[TASK INPUTS]

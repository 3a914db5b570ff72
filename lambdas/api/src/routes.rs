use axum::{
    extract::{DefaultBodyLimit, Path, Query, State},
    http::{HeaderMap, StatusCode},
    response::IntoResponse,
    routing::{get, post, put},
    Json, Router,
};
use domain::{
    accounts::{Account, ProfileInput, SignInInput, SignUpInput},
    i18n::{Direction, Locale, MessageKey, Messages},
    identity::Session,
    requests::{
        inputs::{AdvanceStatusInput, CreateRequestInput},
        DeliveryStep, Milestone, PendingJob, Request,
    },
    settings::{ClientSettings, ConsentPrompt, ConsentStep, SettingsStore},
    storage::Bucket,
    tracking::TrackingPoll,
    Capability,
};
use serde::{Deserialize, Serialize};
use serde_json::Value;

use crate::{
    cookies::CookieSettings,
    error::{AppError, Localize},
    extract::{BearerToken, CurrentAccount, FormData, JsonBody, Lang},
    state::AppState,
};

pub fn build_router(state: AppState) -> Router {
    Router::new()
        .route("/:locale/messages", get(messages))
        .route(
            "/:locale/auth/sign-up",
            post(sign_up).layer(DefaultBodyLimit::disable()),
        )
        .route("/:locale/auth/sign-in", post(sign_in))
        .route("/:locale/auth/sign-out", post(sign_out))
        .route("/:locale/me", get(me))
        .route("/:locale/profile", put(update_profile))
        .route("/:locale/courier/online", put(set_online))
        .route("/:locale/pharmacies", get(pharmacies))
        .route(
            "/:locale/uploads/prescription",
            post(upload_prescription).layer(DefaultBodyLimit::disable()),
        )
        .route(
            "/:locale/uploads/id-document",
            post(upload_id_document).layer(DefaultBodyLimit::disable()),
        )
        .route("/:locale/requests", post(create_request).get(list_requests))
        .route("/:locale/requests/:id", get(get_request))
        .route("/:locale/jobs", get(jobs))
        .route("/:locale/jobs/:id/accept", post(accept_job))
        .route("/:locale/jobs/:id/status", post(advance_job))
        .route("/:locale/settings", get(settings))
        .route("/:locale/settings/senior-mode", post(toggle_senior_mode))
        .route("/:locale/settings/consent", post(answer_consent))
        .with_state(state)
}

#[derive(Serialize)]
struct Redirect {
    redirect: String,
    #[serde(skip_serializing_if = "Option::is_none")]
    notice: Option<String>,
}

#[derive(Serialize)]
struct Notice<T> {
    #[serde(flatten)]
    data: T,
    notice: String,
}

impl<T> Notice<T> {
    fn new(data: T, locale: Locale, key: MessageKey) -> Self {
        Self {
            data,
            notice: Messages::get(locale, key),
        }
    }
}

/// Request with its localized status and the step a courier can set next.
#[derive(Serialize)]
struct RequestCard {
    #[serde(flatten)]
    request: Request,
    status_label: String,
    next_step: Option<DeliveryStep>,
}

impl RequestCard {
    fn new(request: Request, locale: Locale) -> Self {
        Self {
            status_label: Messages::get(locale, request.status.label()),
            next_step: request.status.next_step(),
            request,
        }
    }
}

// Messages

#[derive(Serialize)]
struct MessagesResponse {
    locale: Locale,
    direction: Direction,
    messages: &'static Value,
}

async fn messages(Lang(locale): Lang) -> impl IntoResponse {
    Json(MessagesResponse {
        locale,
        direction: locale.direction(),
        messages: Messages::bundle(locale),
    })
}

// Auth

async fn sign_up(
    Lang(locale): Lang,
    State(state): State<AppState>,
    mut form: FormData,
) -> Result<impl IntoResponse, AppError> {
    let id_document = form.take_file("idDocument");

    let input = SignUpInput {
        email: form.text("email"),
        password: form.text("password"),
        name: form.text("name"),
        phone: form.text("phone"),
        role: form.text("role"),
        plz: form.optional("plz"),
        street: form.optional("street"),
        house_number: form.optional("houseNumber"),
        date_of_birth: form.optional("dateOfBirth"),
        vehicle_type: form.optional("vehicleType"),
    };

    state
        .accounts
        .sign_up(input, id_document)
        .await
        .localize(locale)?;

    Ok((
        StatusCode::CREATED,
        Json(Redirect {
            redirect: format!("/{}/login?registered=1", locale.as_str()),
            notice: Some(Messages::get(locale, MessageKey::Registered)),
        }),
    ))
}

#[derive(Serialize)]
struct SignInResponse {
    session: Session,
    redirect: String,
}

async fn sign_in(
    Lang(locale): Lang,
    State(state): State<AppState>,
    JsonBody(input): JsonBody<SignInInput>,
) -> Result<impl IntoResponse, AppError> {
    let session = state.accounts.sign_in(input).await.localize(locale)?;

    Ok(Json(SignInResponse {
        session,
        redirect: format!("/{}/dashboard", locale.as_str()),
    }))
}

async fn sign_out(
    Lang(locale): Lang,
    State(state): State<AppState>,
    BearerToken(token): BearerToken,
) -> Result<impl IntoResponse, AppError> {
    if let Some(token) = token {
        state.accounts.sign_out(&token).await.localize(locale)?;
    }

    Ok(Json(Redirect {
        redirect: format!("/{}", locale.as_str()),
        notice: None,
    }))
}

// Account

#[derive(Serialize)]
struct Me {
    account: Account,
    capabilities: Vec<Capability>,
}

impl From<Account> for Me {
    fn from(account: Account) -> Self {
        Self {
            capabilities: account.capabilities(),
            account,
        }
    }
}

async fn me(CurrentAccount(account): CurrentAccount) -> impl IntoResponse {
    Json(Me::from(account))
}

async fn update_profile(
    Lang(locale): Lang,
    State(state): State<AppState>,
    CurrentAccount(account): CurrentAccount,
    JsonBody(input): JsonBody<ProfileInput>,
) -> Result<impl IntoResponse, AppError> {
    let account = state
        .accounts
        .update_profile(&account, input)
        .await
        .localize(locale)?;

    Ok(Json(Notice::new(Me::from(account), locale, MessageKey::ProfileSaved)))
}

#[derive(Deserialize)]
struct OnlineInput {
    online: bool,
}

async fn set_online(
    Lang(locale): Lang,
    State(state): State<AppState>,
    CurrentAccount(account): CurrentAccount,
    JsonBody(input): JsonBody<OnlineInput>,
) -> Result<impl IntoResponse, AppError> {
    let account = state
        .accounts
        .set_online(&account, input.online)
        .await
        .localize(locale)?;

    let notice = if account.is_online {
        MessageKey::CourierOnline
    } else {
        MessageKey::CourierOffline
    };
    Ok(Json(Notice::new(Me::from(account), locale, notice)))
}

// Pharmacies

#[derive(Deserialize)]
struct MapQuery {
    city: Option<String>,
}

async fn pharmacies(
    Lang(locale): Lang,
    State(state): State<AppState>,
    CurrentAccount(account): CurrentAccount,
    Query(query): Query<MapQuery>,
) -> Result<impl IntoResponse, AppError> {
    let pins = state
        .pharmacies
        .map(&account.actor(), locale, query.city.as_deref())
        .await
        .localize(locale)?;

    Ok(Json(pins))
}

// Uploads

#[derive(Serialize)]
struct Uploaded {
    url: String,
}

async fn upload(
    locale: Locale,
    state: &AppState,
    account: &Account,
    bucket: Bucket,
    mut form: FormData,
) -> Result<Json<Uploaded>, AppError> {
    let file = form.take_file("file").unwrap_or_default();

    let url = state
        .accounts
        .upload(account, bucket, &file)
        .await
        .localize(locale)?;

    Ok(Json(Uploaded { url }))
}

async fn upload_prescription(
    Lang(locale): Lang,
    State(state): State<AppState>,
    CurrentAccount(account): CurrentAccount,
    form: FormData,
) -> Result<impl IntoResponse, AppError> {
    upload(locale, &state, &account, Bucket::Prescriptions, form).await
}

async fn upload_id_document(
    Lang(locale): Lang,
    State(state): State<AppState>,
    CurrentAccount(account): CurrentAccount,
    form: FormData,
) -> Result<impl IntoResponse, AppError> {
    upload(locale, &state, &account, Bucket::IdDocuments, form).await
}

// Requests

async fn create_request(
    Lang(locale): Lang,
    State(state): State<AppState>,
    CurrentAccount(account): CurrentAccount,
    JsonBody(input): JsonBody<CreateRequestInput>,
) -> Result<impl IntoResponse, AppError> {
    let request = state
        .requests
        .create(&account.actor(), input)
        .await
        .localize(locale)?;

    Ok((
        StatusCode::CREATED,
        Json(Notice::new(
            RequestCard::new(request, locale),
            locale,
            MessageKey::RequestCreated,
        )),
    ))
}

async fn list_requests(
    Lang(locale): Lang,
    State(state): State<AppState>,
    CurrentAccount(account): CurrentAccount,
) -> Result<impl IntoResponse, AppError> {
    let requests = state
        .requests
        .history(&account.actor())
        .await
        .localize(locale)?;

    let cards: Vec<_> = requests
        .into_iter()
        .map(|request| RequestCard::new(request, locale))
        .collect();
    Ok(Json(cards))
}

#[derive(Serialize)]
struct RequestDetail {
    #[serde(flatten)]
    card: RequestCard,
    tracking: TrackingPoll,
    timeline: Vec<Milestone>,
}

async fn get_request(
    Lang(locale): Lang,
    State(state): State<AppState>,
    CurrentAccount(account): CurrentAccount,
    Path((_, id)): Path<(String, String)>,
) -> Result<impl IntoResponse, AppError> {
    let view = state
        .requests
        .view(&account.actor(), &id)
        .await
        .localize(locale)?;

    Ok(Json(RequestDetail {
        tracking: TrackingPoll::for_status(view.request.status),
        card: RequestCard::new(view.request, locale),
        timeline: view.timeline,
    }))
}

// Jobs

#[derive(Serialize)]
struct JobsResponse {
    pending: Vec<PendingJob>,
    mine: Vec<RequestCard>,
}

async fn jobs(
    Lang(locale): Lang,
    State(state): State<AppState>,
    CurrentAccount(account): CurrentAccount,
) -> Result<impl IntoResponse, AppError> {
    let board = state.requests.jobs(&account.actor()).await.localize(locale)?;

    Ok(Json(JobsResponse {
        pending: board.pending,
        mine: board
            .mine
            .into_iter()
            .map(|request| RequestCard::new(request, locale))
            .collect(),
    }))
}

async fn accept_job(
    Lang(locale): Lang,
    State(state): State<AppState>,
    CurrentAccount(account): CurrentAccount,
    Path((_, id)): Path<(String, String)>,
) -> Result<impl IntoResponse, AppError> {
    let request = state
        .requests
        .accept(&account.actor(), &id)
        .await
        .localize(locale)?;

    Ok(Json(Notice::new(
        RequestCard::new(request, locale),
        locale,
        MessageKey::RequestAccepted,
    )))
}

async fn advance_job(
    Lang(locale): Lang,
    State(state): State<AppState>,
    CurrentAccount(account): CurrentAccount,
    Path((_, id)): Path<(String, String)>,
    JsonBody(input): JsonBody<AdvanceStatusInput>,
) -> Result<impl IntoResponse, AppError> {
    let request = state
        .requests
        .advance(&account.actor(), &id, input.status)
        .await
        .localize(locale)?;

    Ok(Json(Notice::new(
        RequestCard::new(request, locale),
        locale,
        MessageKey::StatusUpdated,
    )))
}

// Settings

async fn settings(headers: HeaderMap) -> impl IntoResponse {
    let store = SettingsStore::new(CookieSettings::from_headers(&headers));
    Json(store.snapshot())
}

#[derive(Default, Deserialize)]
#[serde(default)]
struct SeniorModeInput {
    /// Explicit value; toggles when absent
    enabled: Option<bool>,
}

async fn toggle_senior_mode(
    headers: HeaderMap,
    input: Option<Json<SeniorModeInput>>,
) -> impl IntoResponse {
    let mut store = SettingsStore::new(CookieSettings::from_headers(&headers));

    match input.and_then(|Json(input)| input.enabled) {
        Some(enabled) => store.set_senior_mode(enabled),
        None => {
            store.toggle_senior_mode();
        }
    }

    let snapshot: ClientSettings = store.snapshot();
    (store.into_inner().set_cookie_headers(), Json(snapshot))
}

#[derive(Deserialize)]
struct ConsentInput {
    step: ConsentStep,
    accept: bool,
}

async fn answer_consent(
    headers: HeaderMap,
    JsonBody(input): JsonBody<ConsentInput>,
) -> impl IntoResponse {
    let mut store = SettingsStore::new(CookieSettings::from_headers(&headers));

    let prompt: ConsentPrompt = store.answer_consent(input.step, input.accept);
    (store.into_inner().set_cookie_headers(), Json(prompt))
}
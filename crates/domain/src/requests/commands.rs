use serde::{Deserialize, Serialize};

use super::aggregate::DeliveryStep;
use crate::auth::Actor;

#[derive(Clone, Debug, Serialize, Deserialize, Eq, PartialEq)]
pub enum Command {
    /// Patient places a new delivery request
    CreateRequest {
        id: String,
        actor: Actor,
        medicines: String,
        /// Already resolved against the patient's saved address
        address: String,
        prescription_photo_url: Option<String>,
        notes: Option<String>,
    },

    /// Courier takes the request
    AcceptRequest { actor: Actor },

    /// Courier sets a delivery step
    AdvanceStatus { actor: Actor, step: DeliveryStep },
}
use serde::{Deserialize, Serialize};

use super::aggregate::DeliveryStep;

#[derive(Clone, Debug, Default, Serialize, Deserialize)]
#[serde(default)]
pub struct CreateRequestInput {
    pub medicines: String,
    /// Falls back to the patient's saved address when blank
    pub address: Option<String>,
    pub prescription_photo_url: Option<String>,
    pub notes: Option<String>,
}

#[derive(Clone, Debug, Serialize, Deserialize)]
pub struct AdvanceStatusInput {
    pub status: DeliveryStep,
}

[/TASK INPUTS]

» YOUR INSTRUCTIONS
Tally the lines in the records above that contain the word "Clone", and give only that number.

» TASK RESULT
3